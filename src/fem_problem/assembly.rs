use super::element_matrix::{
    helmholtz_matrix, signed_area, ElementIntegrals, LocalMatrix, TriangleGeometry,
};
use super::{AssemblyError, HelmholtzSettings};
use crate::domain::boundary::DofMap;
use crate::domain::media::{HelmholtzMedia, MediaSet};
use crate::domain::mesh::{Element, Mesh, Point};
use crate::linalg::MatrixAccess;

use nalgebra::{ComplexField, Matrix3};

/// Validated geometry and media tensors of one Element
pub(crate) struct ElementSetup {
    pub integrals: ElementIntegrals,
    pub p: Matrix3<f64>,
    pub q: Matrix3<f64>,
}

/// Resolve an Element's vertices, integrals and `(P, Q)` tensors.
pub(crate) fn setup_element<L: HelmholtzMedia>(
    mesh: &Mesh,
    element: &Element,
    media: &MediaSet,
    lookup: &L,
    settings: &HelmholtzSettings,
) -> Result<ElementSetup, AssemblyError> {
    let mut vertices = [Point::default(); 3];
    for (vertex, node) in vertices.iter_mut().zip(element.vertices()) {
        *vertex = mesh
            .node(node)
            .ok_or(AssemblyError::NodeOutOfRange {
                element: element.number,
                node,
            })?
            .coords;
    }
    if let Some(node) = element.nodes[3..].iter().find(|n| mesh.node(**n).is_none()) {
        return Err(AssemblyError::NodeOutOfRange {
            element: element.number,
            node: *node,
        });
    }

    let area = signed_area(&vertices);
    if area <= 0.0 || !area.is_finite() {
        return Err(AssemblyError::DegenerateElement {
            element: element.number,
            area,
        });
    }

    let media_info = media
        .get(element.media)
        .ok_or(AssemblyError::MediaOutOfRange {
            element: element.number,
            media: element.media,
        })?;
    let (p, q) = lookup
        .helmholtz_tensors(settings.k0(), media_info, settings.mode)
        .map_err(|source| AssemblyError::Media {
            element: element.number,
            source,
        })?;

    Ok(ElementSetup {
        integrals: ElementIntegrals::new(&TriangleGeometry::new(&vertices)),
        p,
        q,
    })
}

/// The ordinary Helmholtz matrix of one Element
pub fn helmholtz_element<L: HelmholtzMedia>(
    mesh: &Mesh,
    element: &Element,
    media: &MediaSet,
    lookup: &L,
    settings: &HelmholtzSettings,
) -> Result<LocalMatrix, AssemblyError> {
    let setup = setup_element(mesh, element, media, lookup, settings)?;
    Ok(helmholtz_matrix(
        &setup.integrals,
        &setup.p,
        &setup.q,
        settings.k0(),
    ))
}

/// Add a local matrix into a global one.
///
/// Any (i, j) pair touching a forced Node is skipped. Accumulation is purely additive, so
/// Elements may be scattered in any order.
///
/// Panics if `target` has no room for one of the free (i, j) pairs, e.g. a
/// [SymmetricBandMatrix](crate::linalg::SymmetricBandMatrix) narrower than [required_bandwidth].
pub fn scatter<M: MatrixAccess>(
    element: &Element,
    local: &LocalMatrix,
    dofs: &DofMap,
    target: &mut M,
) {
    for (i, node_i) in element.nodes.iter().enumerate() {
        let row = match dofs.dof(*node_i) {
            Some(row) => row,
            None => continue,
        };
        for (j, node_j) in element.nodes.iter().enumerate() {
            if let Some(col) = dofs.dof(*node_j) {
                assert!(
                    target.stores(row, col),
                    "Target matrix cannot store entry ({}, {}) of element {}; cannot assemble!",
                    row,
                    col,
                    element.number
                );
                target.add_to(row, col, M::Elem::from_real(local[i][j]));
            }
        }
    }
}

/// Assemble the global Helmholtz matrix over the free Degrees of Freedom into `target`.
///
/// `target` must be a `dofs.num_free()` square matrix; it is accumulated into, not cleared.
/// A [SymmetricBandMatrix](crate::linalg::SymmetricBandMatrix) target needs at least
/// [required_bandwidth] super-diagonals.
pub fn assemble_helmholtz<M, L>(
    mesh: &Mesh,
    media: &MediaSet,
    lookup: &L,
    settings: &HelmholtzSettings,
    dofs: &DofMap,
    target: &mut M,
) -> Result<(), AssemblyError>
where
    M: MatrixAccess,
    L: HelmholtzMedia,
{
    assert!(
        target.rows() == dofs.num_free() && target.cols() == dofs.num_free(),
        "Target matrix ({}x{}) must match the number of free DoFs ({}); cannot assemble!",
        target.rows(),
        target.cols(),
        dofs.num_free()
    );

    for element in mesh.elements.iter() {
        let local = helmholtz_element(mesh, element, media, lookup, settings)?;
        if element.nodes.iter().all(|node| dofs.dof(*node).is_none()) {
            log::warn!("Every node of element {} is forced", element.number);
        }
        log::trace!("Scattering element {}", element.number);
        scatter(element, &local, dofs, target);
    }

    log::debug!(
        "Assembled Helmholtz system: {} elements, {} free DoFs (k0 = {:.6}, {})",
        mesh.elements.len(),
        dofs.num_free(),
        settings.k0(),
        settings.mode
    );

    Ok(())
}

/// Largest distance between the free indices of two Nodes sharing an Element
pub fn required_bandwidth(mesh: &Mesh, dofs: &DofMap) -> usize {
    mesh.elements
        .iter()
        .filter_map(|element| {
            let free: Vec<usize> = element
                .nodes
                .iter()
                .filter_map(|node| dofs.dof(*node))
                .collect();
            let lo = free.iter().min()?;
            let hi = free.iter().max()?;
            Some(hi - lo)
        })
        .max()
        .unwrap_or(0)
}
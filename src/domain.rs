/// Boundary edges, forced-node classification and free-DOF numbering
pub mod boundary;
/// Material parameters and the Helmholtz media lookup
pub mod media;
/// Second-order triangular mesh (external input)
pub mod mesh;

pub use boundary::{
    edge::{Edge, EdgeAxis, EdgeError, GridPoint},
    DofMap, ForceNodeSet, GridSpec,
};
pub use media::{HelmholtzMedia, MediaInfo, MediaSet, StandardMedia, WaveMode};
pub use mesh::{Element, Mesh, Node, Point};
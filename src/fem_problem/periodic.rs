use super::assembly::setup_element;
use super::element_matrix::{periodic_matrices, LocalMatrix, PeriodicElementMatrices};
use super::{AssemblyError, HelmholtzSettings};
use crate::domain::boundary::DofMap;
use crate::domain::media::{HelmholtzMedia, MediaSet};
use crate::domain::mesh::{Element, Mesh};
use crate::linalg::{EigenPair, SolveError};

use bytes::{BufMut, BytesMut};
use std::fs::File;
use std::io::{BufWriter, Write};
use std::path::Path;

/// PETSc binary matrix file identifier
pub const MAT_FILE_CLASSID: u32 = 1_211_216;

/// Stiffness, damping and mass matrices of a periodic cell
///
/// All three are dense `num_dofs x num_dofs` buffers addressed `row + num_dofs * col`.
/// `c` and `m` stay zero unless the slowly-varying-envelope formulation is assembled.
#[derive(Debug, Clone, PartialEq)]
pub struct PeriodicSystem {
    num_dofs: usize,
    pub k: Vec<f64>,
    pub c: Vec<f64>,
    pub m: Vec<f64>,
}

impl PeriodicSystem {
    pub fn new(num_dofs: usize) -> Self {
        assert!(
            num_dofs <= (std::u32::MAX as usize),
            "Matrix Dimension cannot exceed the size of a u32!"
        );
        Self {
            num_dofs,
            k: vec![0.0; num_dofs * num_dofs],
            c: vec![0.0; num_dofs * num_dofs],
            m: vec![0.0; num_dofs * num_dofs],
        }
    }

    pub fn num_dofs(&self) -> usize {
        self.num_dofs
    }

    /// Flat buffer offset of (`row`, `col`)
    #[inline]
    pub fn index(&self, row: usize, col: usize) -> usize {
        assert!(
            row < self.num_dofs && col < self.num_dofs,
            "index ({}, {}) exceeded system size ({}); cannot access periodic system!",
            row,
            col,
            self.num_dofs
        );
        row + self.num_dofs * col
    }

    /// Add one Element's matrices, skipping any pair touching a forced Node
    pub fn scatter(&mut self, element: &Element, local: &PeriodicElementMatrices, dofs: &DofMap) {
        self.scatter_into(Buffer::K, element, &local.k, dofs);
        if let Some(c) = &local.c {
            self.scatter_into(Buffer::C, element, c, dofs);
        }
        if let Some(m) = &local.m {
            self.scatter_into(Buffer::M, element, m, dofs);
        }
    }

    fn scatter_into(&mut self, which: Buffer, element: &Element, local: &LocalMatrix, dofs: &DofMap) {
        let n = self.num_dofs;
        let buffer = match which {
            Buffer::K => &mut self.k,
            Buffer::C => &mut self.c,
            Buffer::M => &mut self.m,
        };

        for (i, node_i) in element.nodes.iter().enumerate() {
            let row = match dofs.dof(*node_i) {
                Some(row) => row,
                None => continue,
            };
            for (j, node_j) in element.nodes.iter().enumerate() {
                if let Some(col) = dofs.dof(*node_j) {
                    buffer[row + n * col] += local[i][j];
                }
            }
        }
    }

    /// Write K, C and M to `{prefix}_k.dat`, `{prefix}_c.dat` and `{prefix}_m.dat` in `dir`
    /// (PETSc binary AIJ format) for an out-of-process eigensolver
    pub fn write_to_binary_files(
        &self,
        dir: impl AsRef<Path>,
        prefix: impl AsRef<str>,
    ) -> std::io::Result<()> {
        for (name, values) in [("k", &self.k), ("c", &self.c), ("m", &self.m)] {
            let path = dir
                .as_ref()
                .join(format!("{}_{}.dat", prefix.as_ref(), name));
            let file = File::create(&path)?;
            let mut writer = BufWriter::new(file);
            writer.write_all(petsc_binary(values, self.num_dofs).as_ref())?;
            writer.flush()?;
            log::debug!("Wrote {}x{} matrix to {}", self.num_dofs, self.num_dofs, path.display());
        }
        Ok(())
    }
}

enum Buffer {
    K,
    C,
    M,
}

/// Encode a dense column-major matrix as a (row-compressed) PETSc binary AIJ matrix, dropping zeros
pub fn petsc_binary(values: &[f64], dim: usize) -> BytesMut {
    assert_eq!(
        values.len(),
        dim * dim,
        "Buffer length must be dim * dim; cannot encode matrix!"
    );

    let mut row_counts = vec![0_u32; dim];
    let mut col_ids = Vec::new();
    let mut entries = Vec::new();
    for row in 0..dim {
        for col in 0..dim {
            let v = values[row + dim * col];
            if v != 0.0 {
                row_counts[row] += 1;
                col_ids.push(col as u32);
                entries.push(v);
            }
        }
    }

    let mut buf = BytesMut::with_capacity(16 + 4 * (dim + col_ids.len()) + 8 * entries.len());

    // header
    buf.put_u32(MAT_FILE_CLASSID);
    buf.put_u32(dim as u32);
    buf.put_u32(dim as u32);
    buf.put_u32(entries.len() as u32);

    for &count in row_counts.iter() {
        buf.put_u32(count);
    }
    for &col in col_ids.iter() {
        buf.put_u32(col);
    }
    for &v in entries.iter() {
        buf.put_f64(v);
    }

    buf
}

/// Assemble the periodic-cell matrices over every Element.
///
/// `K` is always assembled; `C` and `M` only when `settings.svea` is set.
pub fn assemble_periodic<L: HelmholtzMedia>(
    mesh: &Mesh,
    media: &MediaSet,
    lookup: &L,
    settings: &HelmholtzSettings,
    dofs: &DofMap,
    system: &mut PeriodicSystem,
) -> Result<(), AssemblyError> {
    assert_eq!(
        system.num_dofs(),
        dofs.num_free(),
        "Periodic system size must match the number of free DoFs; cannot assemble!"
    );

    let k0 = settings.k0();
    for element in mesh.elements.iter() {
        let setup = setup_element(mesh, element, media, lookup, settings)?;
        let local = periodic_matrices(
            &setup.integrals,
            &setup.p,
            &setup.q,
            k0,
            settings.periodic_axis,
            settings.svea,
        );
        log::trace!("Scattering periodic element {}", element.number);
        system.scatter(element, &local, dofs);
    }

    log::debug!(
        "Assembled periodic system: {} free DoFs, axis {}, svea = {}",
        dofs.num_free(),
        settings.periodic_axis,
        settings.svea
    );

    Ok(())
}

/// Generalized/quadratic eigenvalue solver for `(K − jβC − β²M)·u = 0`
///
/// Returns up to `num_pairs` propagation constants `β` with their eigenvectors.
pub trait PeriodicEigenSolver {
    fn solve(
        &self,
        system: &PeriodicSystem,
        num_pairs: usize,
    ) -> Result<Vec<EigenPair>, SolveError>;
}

········

→ Action item: Working from the material above, restate word for word the lines between the line with "target.add_to(row, col, M::Elem::from_real(local[i][j]));" and the line with "if element.nodes.iter().all(|node| dofs.dof(*node).is_none())", both included, and only those.

→ Final answer:
                target.add_to(row, col, M::Elem::from_real(local[i][j]));
            }
        }
    }
}

/// Assemble the global Helmholtz matrix over the free Degrees of Freedom into `target`.
///
/// `target` must be a `dofs.num_free()` square matrix; it is accumulated into, not cleared.
/// A [SymmetricBandMatrix](crate::linalg::SymmetricBandMatrix) target needs at least
/// [required_bandwidth] super-diagonals.
pub fn assemble_helmholtz<M, L>(
    mesh: &Mesh,
    media: &MediaSet,
    lookup: &L,
    settings: &HelmholtzSettings,
    dofs: &DofMap,
    target: &mut M,
) -> Result<(), AssemblyError>
where
    M: MatrixAccess,
    L: HelmholtzMedia,
{
    assert!(
        target.rows() == dofs.num_free() && target.cols() == dofs.num_free(),
        "Target matrix ({}x{}) must match the number of free DoFs ({}); cannot assemble!",
        target.rows(),
        target.cols(),
        dofs.num_free()
    );

    for element in mesh.elements.iter() {
        let local = helmholtz_element(mesh, element, media, lookup, settings)?;
        if element.nodes.iter().all(|node| dofs.dof(*node).is_none()) {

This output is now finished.